**Aim of the task:** Report how many lines of the data contain the string "area". Add nothing.

**Record excerpts:**
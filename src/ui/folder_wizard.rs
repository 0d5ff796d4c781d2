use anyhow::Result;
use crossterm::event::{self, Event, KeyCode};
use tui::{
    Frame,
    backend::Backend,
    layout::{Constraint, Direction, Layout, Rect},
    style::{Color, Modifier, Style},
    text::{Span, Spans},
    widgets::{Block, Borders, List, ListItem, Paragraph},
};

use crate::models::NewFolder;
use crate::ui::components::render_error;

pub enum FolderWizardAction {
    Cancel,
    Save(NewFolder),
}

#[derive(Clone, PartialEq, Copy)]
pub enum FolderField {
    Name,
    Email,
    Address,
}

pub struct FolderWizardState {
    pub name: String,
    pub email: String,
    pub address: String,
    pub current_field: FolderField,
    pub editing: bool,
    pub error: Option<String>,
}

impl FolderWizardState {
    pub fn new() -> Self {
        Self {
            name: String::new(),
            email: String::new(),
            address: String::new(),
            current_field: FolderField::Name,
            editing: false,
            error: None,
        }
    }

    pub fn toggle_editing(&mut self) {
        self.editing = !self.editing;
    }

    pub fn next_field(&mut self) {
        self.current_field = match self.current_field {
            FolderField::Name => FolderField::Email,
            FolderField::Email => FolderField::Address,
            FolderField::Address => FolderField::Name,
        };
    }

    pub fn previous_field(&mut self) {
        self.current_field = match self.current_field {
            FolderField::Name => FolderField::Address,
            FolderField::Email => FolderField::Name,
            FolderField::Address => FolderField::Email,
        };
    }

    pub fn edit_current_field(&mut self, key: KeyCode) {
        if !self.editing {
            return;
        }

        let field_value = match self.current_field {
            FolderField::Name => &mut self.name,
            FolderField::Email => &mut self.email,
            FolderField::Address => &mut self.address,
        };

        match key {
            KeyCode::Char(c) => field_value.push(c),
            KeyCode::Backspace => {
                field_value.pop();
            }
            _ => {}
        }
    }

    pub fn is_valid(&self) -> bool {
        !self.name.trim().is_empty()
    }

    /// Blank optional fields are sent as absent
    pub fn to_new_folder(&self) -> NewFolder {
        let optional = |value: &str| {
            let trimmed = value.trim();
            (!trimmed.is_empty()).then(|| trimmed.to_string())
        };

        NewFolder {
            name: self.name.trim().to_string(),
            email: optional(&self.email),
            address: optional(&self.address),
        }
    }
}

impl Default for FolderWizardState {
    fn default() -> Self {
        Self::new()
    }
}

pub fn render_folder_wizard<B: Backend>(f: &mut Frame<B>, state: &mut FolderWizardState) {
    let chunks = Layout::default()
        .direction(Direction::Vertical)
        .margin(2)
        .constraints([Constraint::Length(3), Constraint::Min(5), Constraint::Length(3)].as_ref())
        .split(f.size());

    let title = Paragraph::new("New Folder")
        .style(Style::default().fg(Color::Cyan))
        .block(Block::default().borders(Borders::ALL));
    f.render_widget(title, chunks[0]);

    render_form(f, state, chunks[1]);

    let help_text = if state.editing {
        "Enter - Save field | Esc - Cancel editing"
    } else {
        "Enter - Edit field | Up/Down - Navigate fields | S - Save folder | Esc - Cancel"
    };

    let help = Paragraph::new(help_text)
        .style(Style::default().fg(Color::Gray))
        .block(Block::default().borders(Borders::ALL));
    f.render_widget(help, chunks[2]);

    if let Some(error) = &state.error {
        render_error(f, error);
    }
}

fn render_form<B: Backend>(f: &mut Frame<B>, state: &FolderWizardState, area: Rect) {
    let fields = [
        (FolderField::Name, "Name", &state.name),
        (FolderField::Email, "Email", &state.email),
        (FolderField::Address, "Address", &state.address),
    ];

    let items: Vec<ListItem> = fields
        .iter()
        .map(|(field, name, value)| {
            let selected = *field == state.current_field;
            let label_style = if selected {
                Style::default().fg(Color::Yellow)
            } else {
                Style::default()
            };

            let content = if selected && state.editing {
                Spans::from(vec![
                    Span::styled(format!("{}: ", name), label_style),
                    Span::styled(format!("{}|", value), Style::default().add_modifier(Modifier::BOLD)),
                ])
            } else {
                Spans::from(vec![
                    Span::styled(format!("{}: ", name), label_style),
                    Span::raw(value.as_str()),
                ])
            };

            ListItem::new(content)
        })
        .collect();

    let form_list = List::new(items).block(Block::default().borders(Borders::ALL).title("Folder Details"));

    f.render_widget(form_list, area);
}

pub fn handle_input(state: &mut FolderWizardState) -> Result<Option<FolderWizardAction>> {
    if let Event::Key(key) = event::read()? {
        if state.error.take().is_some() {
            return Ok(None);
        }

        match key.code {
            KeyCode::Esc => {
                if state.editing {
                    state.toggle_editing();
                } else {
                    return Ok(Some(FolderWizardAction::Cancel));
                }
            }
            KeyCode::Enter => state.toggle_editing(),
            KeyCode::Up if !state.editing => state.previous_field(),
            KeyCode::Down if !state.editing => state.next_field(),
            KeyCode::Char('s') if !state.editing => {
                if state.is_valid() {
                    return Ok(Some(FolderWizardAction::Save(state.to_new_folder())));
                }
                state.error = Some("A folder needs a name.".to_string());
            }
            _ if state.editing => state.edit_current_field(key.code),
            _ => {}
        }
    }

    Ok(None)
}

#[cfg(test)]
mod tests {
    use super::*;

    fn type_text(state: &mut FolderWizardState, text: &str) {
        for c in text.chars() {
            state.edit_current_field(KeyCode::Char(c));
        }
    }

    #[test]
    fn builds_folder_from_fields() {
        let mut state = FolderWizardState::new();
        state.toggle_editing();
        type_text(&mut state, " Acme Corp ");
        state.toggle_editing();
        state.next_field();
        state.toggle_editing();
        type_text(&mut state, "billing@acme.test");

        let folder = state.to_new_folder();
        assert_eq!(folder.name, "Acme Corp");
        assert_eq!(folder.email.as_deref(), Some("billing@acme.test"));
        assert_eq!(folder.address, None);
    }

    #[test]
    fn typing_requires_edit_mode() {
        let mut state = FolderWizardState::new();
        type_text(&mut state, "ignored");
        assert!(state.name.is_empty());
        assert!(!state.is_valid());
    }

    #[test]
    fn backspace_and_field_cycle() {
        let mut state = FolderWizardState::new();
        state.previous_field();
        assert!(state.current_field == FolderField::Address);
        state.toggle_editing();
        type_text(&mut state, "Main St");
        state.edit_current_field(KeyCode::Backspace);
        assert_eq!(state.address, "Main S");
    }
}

**Exercise answer:** 2